El vicepresidente de Estados Unidos, Joseph Biden, fue recibido este martes por la presidenta Dilma Rousseff, en lo que significó el primer encuentro de ambos gobiernos luego del escándalo del espionaje, y le aseguró que la Casa Blanca "trabaja" para convertir internet en "un medio mucho más seguro".

Debido a las denuncias de Snowden, que no fueron negadas por el gobierno de Estados Unidos, Rousseff suspendió una visita oficial que tenía previsto hacer a Washington el pasado 23 de octubre.

"Queremos transformar internet en un medio mucho más seguro", comentó este martes Biden a los periodistas en una breve declaración en la sede de la embajada estadounidense en Brasilia después de su encuentro privado con Rousseff.

Explicó que tuvo con la mandataria una "conversación muy franca" sobre el espionaje y que le detalló las medidas que el presidente de Estados Unidos, Barack Obama, adoptó después de que Snowden reveló el alcance global de las agencias de inteligencia estadounidenses.

Entre ellas, citó que la Casa Blanca ordenó realizar un "minucioso examen" sobre esas actividades y que "extendió a todo el mundo la protección de la vida privada que las leyes de Estados Unidos le garantizan a sus ciudadanos", consignó la agencia EFE.

Según Biden, Estados Unidos y Brasil son "dos democracias muy fuertes, con una gran convergencia de valores", y deben "superar el pasado para concentrarse en el futuro".

Por parte del gobierno brasileño, hasta esta tarde nadie había comentado el resultado de la visita de Biden, quien llegó al país para asistir al partido que Estados Unidos y Ghana disputaron ayer en el marco del Mundial de fútbol que se realiza en Brasil.

Rousseff previamente a la reunión dijo que esperaba que Estados Unidos diera una "fuerte señal" de que las acciones de espionaje no se repetirían.

El domingo pasado, la mandataria se reunió con la canciller alemana, Angela Merkel, también víctima del espionaje de Estados Unidos, y juntas celebraron la aprobación de una resolución en la ONU que aboga la necesidad de implementar medidas de mayor protección a la privacidad en la era digital.

Esta resolución que reafirmó "el derecho a la privacidad" en internet, fue el resultado de la denuncia que la propia Rousseff realizó en Naciones Unidas cuando estalló el escándalo del espionaje, cuya presentación acompañó con la convocatoria a una conferencia global, celebrada en abril pasado en San Pablo.

En referencia a esas iniciativas, Biden subrayó que Brasil demostró "liderazgo" en relación al propósito de la comunidad internacional por garantizar los derechos de los usuarios de internet y por establecer un sistema de regulación global para la red.

Según Biden, Estados Unidos y Brasil son "dos democracias muy fuertes, con una gran convergencia de valores", y deben "superar el pasado para concentrarse en el futuro".

En ese horizonte, afirmó que el comercio bilateral alcanzó el año pasado unos 100.000 millones de dólares, "una cifra que puede ser duplicada" con una mayor cooperación en diversas áreas.

"El cielo es el límite para lo que podemos alcanzar juntos.

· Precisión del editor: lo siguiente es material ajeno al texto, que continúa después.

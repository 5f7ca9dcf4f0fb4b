/// Payment and invoice endpoints
///
/// # Endpoints
///
/// - `GET   /api/v1/payments` - List (coaches see their own)
/// - `POST  /api/v1/payments` - Invoice with optional explicit amounts
/// - `POST  /api/v1/payments/generate` - Invoice computed from sessions
/// - `GET   /api/v1/payments/stats`
/// - `GET   /api/v1/payments/:paymentId`
/// - `PATCH /api/v1/payments/:paymentId` - Status, paid date, reminders
/// - `GET   /api/v1/payments/:paymentId/invoice` - HTML invoice download
/// - `POST  /api/v1/payments/:paymentId/send-invoice` - Email it to the coach
///
/// Entrepreneurs have no access to payments.

use crate::{
    app::AppState,
    error::{ApiError, ApiResult},
    pagination::{PageInfo, PageParams, DEFAULT_LIMIT, MAX_LIMIT},
    response::{ApiResponse, Created},
    routes::{attachment, parse_date_param},
    services::invoice::{invoice_filename, render_invoice},
};
use axum::{
    extract::{Path, Query, State},
    response::Response,
    Extension, Json,
};
use chrono::{DateTime, Utc};
use coachhub_shared::{
    auth::{
        authorization::{require_organization, require_role, OrganizationScope, SCHEDULERS, STAFF},
        middleware::AuthContext,
    },
    billing::{self, InvoiceRequest},
    models::{
        activity::{Activity, ActivityType, NewActivity},
        organization::Organization,
        payment::{
            Payment, PaymentChanges, PaymentFilter, PaymentStats, PaymentStatus, Reminder,
            ReminderType, PAYMENT_DEFAULT_SORT, PAYMENT_SORT_KEYS,
        },
        user::{User, UserRole},
        SortOrder,
    },
};
use rust_decimal::Decimal;
use serde::{Deserialize, Serialize};
use serde_json::json;
use uuid::Uuid;
use validator::{Validate, ValidationError};

#[derive(Debug, Default, Deserialize)]
#[serde(rename_all = "camelCase")]
pub struct ListPaymentsQuery {
    pub status: Option<PaymentStatus>,
    pub page: Option<i64>,
    pub limit: Option<i64>,
    pub sort: Option<String>,
}

#[derive(Debug, Deserialize, Validate)]
#[serde(rename_all = "camelCase")]
pub struct GeneratePaymentRequest {
    pub coach_id: Uuid,

    #[validate(length(min = 1, message = "At least one session is required"))]
    pub session_ids: Vec<Uuid>,

    #[validate(length(max = 2000, message = "Notes must be at most 2000 characters"))]
    pub notes: Option<String>,
}

#[derive(Debug, Clone, Copy, Serialize, Deserialize)]
#[serde(rename_all = "camelCase")]
pub struct Period {
    pub start_date: DateTime<Utc>,
    pub end_date: DateTime<Utc>,
}

fn validate_period(period: &Period) -> Result<(), ValidationError> {
    if period.start_date > period.end_date {
        let mut err = ValidationError::new("period_order");
        err.message = Some("Period start must not be after its end".into());
        return Err(err);
    }
    Ok(())
}

#[derive(Debug, Deserialize, Validate)]
#[serde(rename_all = "camelCase")]
pub struct CreatePaymentRequest {
    pub coach_id: Uuid,

    #[validate(length(min = 1, message = "At least one session is required"))]
    pub session_ids: Vec<Uuid>,

    pub amount: Option<Decimal>,
    pub tax_amount: Option<Decimal>,

    #[validate(length(equal = 3, message = "Currency must be a 3-letter code"))]
    pub currency: Option<String>,

    pub due_date: Option<DateTime<Utc>>,

    #[validate(custom(function = "validate_period"))]
    pub period: Option<Period>,

    #[validate(length(max = 2000, message = "Notes must be at most 2000 characters"))]
    pub notes: Option<String>,
}

#[derive(Debug, Deserialize)]
pub struct ReminderRequest {
    #[serde(rename = "type")]
    pub kind: ReminderType,
}

#[derive(Debug, Default, Deserialize, Validate)]
#[serde(rename_all = "camelCase")]
pub struct UpdatePaymentRequest {
    pub status: Option<PaymentStatus>,

    #[validate(url(message = "Invalid invoice URL"))]
    pub invoice_url: Option<String>,

    pub paid_at: Option<DateTime<Utc>>,

    #[validate(length(max = 2000, message = "Notes must be at most 2000 characters"))]
    pub notes: Option<String>,

    pub reminder: Option<ReminderRequest>,
}

#[derive(Debug, Default, Deserialize)]
#[serde(rename_all = "camelCase")]
pub struct StatsQuery {
    pub coach_id: Option<Uuid>,
    pub start_date: Option<String>,
    pub end_date: Option<String>,
}

#[derive(Debug, Serialize)]
#[serde(rename_all = "camelCase")]
pub struct InvoiceSent {
    pub payment_id: Uuid,
    pub invoice_number: String,
    pub recipient: String,
    pub sent_at: DateTime<Utc>,
}

/// Loads a payment the caller can see; coaches only their own.
async fn visible_payment(state: &AppState, auth: &AuthContext, id: Uuid) -> ApiResult<Payment> {
    require_role(auth, SCHEDULERS)?;
    let organization_id = OrganizationScope::of(auth).filter()?;

    let payment = Payment::find_in_organization(&state.db, id, organization_id)
        .await?
        .ok_or_else(|| ApiError::NotFound("Payment not found".to_string()))?;

    if auth.role == UserRole::Coach && payment.coach_id != auth.user_id {
        return Err(ApiError::Forbidden(
            "Not authorized to access this payment".to_string(),
        ));
    }

    Ok(payment)
}

async fn log_generated(state: &AppState, auth: &AuthContext, payment: &Payment) {
    tracing::info!(
        payment_id = %payment.id,
        invoice = %payment.invoice_number,
        total = %payment.total_amount,
        sessions = payment.session_ids.len(),
        "Invoice generated"
    );

    Activity::log(
        &state.db,
        NewActivity::new(
            ActivityType::PaymentGenerated,
            format!("Invoice {} generated", payment.invoice_number),
        )
        .organization(Some(payment.organization_id))
        .actor(auth.user_id)
        .entity("payment", payment.id)
        .metadata(json!({
            "coachId": payment.coach_id,
            "totalAmount": payment.total_amount,
            "sessionCount": payment.session_ids.len(),
        })),
    )
    .await;
}

/// Invoice document for `payment`
async fn invoice_document(state: &AppState, payment: &Payment) -> ApiResult<(String, User)> {
    let organization = Organization::find_by_id(&state.db, payment.organization_id)
        .await?
        .ok_or_else(|| ApiError::NotFound("Organization not found".to_string()))?;

    let coach = User::find_by_id(&state.db, payment.coach_id)
        .await?
        .ok_or_else(|| ApiError::NotFound("Coach not found".to_string()))?;

    Ok((render_invoice(payment, &organization, &coach), coach))
}

pub async fn list_payments(
    State(state): State<AppState>,
    Extension(auth): Extension<AuthContext>,
    Query(query): Query<ListPaymentsQuery>,
) -> ApiResult<Json<ApiResponse<Vec<Payment>>>> {
    require_role(&auth, SCHEDULERS)?;

    let filter = PaymentFilter {
        organization_id: OrganizationScope::of(&auth).filter()?,
        coach_id: (auth.role == UserRole::Coach).then_some(auth.user_id),
        status: query.status,
        ..Default::default()
    };
    let params = PageParams::resolve(query.page, query.limit, DEFAULT_LIMIT, MAX_LIMIT);
    let sort = SortOrder::parse(query.sort.as_deref(), PAYMENT_SORT_KEYS, PAYMENT_DEFAULT_SORT);

    let payments = Payment::list(&state.db, &filter, sort, params.limit, params.offset()).await?;
    let total = Payment::count(&state.db, &filter).await?;

    Ok(ApiResponse::paginated(payments, PageInfo::for_params(params, total)))
}

/// Invoices completed, unbilled sessions of one coach at the coach's rate
/// plus tax.
pub async fn generate_payment(
    State(state): State<AppState>,
    Extension(auth): Extension<AuthContext>,
    Json(req): Json<GeneratePaymentRequest>,
) -> ApiResult<Created<Payment>> {
    require_role(&auth, STAFF)?;
    let organization_id = require_organization(&auth)?;
    req.validate()?;

    let mut invoice = InvoiceRequest::generate(organization_id, req.coach_id, req.session_ids);
    invoice.notes = req.notes;
    invoice.created_by = Some(auth.user_id);

    let payment = billing::create_invoice(&state.db, invoice).await?;
    log_generated(&state, &auth, &payment).await;

    Ok(ApiResponse::created(payment))
}

pub async fn create_payment(
    State(state): State<AppState>,
    Extension(auth): Extension<AuthContext>,
    Json(req): Json<CreatePaymentRequest>,
) -> ApiResult<Created<Payment>> {
    require_role(&auth, STAFF)?;
    let organization_id = require_organization(&auth)?;
    req.validate()?;

    let invoice = InvoiceRequest {
        organization_id,
        coach_id: req.coach_id,
        session_ids: req.session_ids,
        notes: req.notes,
        created_by: Some(auth.user_id),
        amount: req.amount,
        tax_amount: req.tax_amount,
        currency: req.currency.map(|c| c.to_uppercase()),
        due_date: req.due_date,
        period: req.period.map(|p| (p.start_date, p.end_date)),
    };

    let payment = billing::create_invoice(&state.db, invoice).await?;
    log_generated(&state, &auth, &payment).await;

    Ok(ApiResponse::created(payment))
}

pub async fn payment_stats(
    State(state): State<AppState>,
    Extension(auth): Extension<AuthContext>,
    Query(query): Query<StatsQuery>,
) -> ApiResult<Json<ApiResponse<PaymentStats>>> {
    require_role(&auth, SCHEDULERS)?;

    let coach_id = match auth.role {
        UserRole::Coach => Some(auth.user_id),
        _ => query.coach_id,
    };

    let filter = PaymentFilter {
        organization_id: OrganizationScope::of(&auth).filter()?,
        coach_id,
        status: None,
        from: parse_date_param(query.start_date.as_deref(), false),
        to: parse_date_param(query.end_date.as_deref(), true),
    };

    Ok(ApiResponse::ok(Payment::stats(&state.db, &filter).await?))
}

pub async fn get_payment(
    State(state): State<AppState>,
    Extension(auth): Extension<AuthContext>,
    Path(payment_id): Path<Uuid>,
) -> ApiResult<Json<ApiResponse<Payment>>> {
    Ok(ApiResponse::ok(visible_payment(&state, &auth, payment_id).await?))
}

pub async fn update_payment(
    State(state): State<AppState>,
    Extension(auth): Extension<AuthContext>,
    Path(payment_id): Path<Uuid>,
    Json(req): Json<UpdatePaymentRequest>,
) -> ApiResult<Json<ApiResponse<Payment>>> {
    require_role(&auth, STAFF)?;
    req.validate()?;

    let current = visible_payment(&state, &auth, payment_id).await?;

    let mut payment = billing::update_payment(
        &state.db,
        payment_id,
        PaymentChanges {
            status: req.status,
            invoice_url: req.invoice_url,
            paid_at: req.paid_at,
            notes: req.notes,
        },
    )
    .await?
    .ok_or_else(|| ApiError::NotFound("Payment not found".to_string()))?;

    if payment.status == PaymentStatus::Paid && current.status != PaymentStatus::Paid {
        Activity::log(
            &state.db,
            NewActivity::new(
                ActivityType::PaymentCompleted,
                format!("Invoice {} paid", payment.invoice_number),
            )
            .organization(Some(payment.organization_id))
            .actor(auth.user_id)
            .entity("payment", payment.id)
            .metadata(json!({ "totalAmount": payment.total_amount })),
        )
        .await;
    }

    if let Some(reminder) = req.reminder {
        let reminder = Reminder {
            sent_at: Utc::now(),
            kind: reminder.kind,
        };
        payment = Payment::add_reminder(&state.db, payment_id, &reminder)
            .await?
            .ok_or_else(|| ApiError::NotFound("Payment not found".to_string()))?;
    }

    Ok(ApiResponse::ok(payment))
}

pub async fn download_invoice(
    State(state): State<AppState>,
    Extension(auth): Extension<AuthContext>,
    Path(payment_id): Path<Uuid>,
) -> ApiResult<Response> {
    let payment = visible_payment(&state, &auth, payment_id).await?;
    let (html, _) = invoice_document(&state, &payment).await?;

    attachment(
        "text/html; charset=utf-8",
        &invoice_filename(&payment.invoice_number),
        html,
    )
}

pub async fn send_invoice(
    State(state): State<AppState>,
    Extension(auth): Extension<AuthContext>,
    Path(payment_id): Path<Uuid>,
) -> ApiResult<Json<ApiResponse<InvoiceSent>>> {
    require_role(&auth, STAFF)?;

    let payment = visible_payment(&state, &auth, payment_id).await?;
    let (html, coach) = invoice_document(&state, &payment).await?;

    state
        .email
        .send_invoice(&coach.email, Some(&coach.full_name()), &payment.invoice_number, html)
        .await?;

    let sent_at = Utc::now();
    Payment::add_reminder(
        &state.db,
        payment.id,
        &Reminder {
            sent_at,
            kind: ReminderType::Email,
        },
    )
    .await?;

    tracing::info!(payment_id = %payment.id, recipient = %coach.email, "Invoice emailed");

    Ok(ApiResponse::ok(InvoiceSent {
        payment_id: payment.id,
        invoice_number: payment.invoice_number,
        recipient: coach.email,
        sent_at,
    }))
}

Podemos llevar beneficios inmensos para nuestros pueblos, para todo el hemisferio y el mundo en las próximas décadas", añadió, según citó la agencia Brasil247.

Por otro lado, en otro gesto que evidencia el intento de acercamiento a Brasil, Biden informó que Estados Unidos decidió "iniciar un proceso para desclasificar documentos sobre la actividad de sus agentes en tiempos de la dictadura" que imperó en Brasil entre 1964 y 1985, período en el que Rousseff estuvo dos años presa.

"Hoy entregamos algunos de esos documentos, que serán puestos a disposición de la Comisión de la Verdad" -creada por Rousseff para esclarecer las violaciones de los derechos humanos ocurridas durante la dictadura-, declaró el vicepresidente.

Biden llegó a Brasil ayer para ver el partido de la selección estadounidense junto a su familia y aprovechó para opinar sobre la organización del Mundial.

"Brasil ha hecho un trabajo increíble. Queríamos dejar nuestro apoyo al país y al pueblo brasilero como sede de evento", dijo en ese sentido, según lo reseñó Agencia Brasil.

Tras concluir sus actividades en Brasilia, el funcionario partió rumbo a Colombia, segunda escala de una gira latinoamericana que además incluye visitas a República Dominicana y Guatemala.